Computer program code for carrying out operations for embodiments of the present disclosure may be written in any combination of one or more programming languages, including an object oriented programming language such as Java, Smalltalk, C + +, and including conventional procedural programming languages, such as the "C" programming language or similar programming languages. The program code may execute entirely on the user's computer, partly on the user's computer, as a stand-alone software package, partly on the user's computer and partly on a remote computer or entirely on the remote computer or server. In the case of a remote computer, the remote computer may be connected to the user's computer through any type of network, including a Local Area Network (LAN) or a Wide Area Network (WAN), or the connection may be made to an external computer (for example, through the Internet using an Internet service provider).

The flowchart and block diagrams in the figures illustrate the architecture, functionality, and operation of possible implementations of systems, methods and computer program products according to various embodiments of the present disclosure.

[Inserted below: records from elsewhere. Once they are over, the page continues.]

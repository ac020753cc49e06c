use std::fs;
use std::path::Path;

use serde::{Deserialize, Serialize};

use crate::params::RawParameters;

/// A run as configured by a driver: the input record plus the run seed.
#[derive(Debug, Clone, PartialEq, Serialize, Deserialize)]
pub struct RunConfig {
    #[serde(default = "default_seed")]
    pub seed: u64,
    pub parameters: RawParameters,
}

fn default_seed() -> u64 {
    42
}

#[derive(Debug, thiserror::Error)]
pub enum ConfigError {
    #[error("cannot read {path}: {source}")]
    Io {
        path: String,
        #[source]
        source: std::io::Error,
    },
    #[error("cannot parse {path}: {source}")]
    Parse {
        path: String,
        #[source]
        source: serde_json::Error,
    },
}

impl RunConfig {
    /// Reference scenario: 100 obligors at Φ(−2) ≈ 2.3 % PD, 5 % asset
    /// correlation, unit exposure, 60 % LGD, 1 000 draws.
    pub fn canonical() -> Self {
        RunConfig {
            seed: default_seed(),
            parameters: RawParameters {
                asset_correlation: 0.05,
                default_threshold: -2.0,
                exposure_at_default: 1.0,
                loss_given_default: 0.6,
                portfolio_size: 100,
                simulation_count: 1000,
            },
        }
    }

    /// Load a JSON config. `parameters` fields accept either naming style.
    pub fn from_json_file(path: impl AsRef<Path>) -> Result<Self, ConfigError> {
        let path = path.as_ref();
        let display = path.display().to_string();
        let text = fs::read_to_string(path)
            .map_err(|source| ConfigError::Io { path: display.clone(), source })?;
        serde_json::from_str(&text).map_err(|source| ConfigError::Parse { path: display, source })
    }
}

In this regard, each block in the flowchart or block diagrams may represent a module, segment, or portion of code, which comprises one or more executable instructions for implementing the specified logical function(s). It should also be noted that, in some alternative implementations, the functions noted in the block may occur out of the order noted in the figures. For example, two blocks shown in succession may, in fact, be executed substantially concurrently, or the blocks may sometimes be executed in the reverse order, depending upon the functionality involved. It will also be noted that each block of the block diagrams and/or flowchart illustration, and combinations of blocks in the block diagrams and/or flowchart illustration, can be implemented by special purpose hardware-based systems which perform the specified functions or acts, or combinations of special purpose hardware and computer instructions.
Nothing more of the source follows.